The Federal Register, the government publication that records such decisions, shows that 502 expatriates gave up their U.S. citizenship or permanent residency status in the last quarter of 2009. That is a tiny portion of the 5.2 million Americans estimated by the State Department to be living abroad.
Still, 502 was the largest quarterly figure in years, more than twice the total for all of 2008, and it looms larger, given how agonizing the decision can be. There were 235 renunciations in 2008 and 743 last year. Waiting periods to meet with consular officers to formalize renunciations have grown.
Anecdotally, frustrations over tax and banking questions, not political considerations, appear to be the main drivers of the surge. Expat advocates say that as it becomes more difficult for Americans to live and work abroad, it will become harder for American companies to compete.

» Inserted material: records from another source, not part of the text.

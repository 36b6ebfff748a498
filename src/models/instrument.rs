//! Instrument conventions for currency pairs named like "EUR_USD".

/// Price of one pip: 0.01 for JPY-quoted pairs, 0.0001 otherwise.
pub fn pip_size(instrument: &str) -> f64 {
    if is_jpy_quoted(instrument) {
        0.01
    } else {
        0.0001
    }
}

/// Decimal places the broker accepts on order prices.
pub fn price_precision(instrument: &str) -> u32 {
    if is_jpy_quoted(instrument) {
        3
    } else {
        5
    }
}

fn is_jpy_quoted(instrument: &str) -> bool {
    instrument
        .rsplit('_')
        .next()
        .is_some_and(|quote| quote.eq_ignore_ascii_case("JPY"))
}
//! Average Directional Index using Wilder smoothing.
//!
//! +DM / -DM are mutually exclusive: only the larger of the up-move and
//! down-move counts, and only when positive. A zero +DI + -DI sum yields
//! DX = 0.

use crate::models::Bar;

use super::atr::true_range;
use super::moving_average::wilder;

/// ADX aligned with `bars`; reported from index `2 * period - 1`.
pub fn adx(bars: &[Bar], period: usize) -> Vec<f64> {
    let n = bars.len();
    if n == 0 || period == 0 {
        return vec![f64::NAN; n];
    }

    let (plus_dm, minus_dm) = directional_movement(bars);
    let tr_smooth = wilder(&true_range(bars), period);
    let plus_smooth = wilder(&plus_dm, period);
    let minus_smooth = wilder(&minus_dm, period);

    let dx: Vec<f64> = (0..n)
        .map(|i| {
            let plus_di = directional_index(plus_smooth[i], tr_smooth[i]);
            let minus_di = directional_index(minus_smooth[i], tr_smooth[i]);
            let sum = plus_di + minus_di;
            if sum == 0.0 {
                0.0
            } else {
                100.0 * (plus_di - minus_di).abs() / sum
            }
        })
        .collect();

    let mut out = wilder(&dx, period);
    let warmup = (2 * period - 1).min(n);
    out[..warmup].iter_mut().for_each(|v| *v = f64::NAN);
    out
}

fn directional_movement(bars: &[Bar]) -> (Vec<f64>, Vec<f64>) {
    let mut plus = vec![0.0; bars.len()];
    let mut minus = vec![0.0; bars.len()];

    for i in 1..bars.len() {
        let up = bars[i].high - bars[i - 1].high;
        let down = bars[i - 1].low - bars[i].low;
        if up > down && up > 0.0 {
            plus[i] = up;
        } else if down > up && down > 0.0 {
            minus[i] = down;
        }
    }
    (plus, minus)
}

fn directional_index(smoothed_dm: f64, smoothed_tr: f64) -> f64 {
    if smoothed_tr > 0.0 {
        100.0 * smoothed_dm / smoothed_tr
    } else {
        0.0
    }
}
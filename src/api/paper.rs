//! Dry-run broker: real market data, simulated execution.

use std::collections::BTreeSet;

use anyhow::Result;
use async_trait::async_trait;
use tokio::sync::RwLock;
use tracing::info;
use uuid::Uuid;

use crate::models::{Granularity, Series, TradeId};

use super::{Broker, OrderRequest};

/// Wraps a data source; every order fills with a synthetic id and every close
/// succeeds. Equity stays at the configured paper value.
pub struct PaperBroker<B> {
    data: B,
    equity: f64,
    open: RwLock<BTreeSet<TradeId>>,
}

impl<B: Broker> PaperBroker<B> {
    pub fn new(data: B, equity: f64) -> Self {
        Self {
            data,
            equity,
            open: RwLock::new(BTreeSet::new()),
        }
    }
}

#[async_trait]
impl<B: Broker> Broker for PaperBroker<B> {
    async fn fetch_bars(&self, instrument: &str, granularity: Granularity, count: usize) -> Result<Series> {
        self.data.fetch_bars(instrument, granularity, count).await
    }

    async fn get_balance(&self) -> Result<f64> {
        Ok(self.equity)
    }

    async fn place_order(&self, order: &OrderRequest) -> Result<Option<TradeId>> {
        let id = TradeId::new(format!("paper-{}", Uuid::new_v4()));
        info!(
            instrument = %order.instrument,
            side = %order.side,
            quantity = order.quantity,
            trade_id = %id,
            "[DRY RUN] Order filled"
        );
        self.open.write().await.insert(id.clone());
        Ok(Some(id))
    }

    async fn close_trades(&self, ids: &[TradeId]) -> Vec<TradeId> {
        let mut open = self.open.write().await;
        for id in ids {
            open.remove(id);
            info!(trade_id = %id, "[DRY RUN] Trade closed");
        }
        Vec::new()
    }

    async fn open_trade_ids(&self) -> Result<Vec<TradeId>> {
        Ok(self.open.read().await.iter().cloned().collect())
    }
}
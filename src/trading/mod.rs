//! Trading logic: signals, position sizing, position management, day state.

mod config;
mod day_state;
mod position_manager;
mod position_sizer;
mod signal_engine;

pub use config::{SignalRules, TradingConfig, TrendRules};
pub use day_state::DayState;
pub use position_manager::{kill_switch_triggered, PositionManager, PriceMap};
pub use position_sizer::PositionSizer;
pub use signal_engine::{Decision, SignalEngine};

American expats have long complained that the United States is the only industrialized country to tax citizens on income earned abroad, even when they are taxed in their country of residence, though they are allowed to exclude their first $91,400 in foreign-earned income.
One Swiss-based business executive, who spoke on the condition of anonymity because of sensitive family issues, said she weighed the decision for 10 years. She had lived abroad for years but had pleasant memories of service in the U.S. Marine Corps.
Yet the notion of double taxation — and of future tax obligations for her children, who will receive few U.S. services — finally pushed her to renounce, she said.
“I loved my time in the Marines, and the U.S. is still a great country,” she said. “But having lived here 20 years and having to pay and file while seeing other countries’ nationals not having to do that, I just think it’s grossly unfair.”
“It’s taxation without representation,” she added.
Stringent new banking regulations — aimed both at curbing tax evasion and, under the Patriot Act, preventing money from flowing to terrorist groups — have inadvertently made it harder for some expats to keep bank accounts in the United States and in some cases abroad.
Some U.S.-based banks have closed expats’ accounts because of difficulty in certifying that the holders still maintain U.S. addresses, as required by a Patriot Act provision.
“It seems the new anti-terrorist rules are having unintended effects,” Daniel Flynn, who lives in Belgium, wrote in a letter quoted by the Americans Abroad Caucus in the U.S. Congress in correspondence with the Treasury Department.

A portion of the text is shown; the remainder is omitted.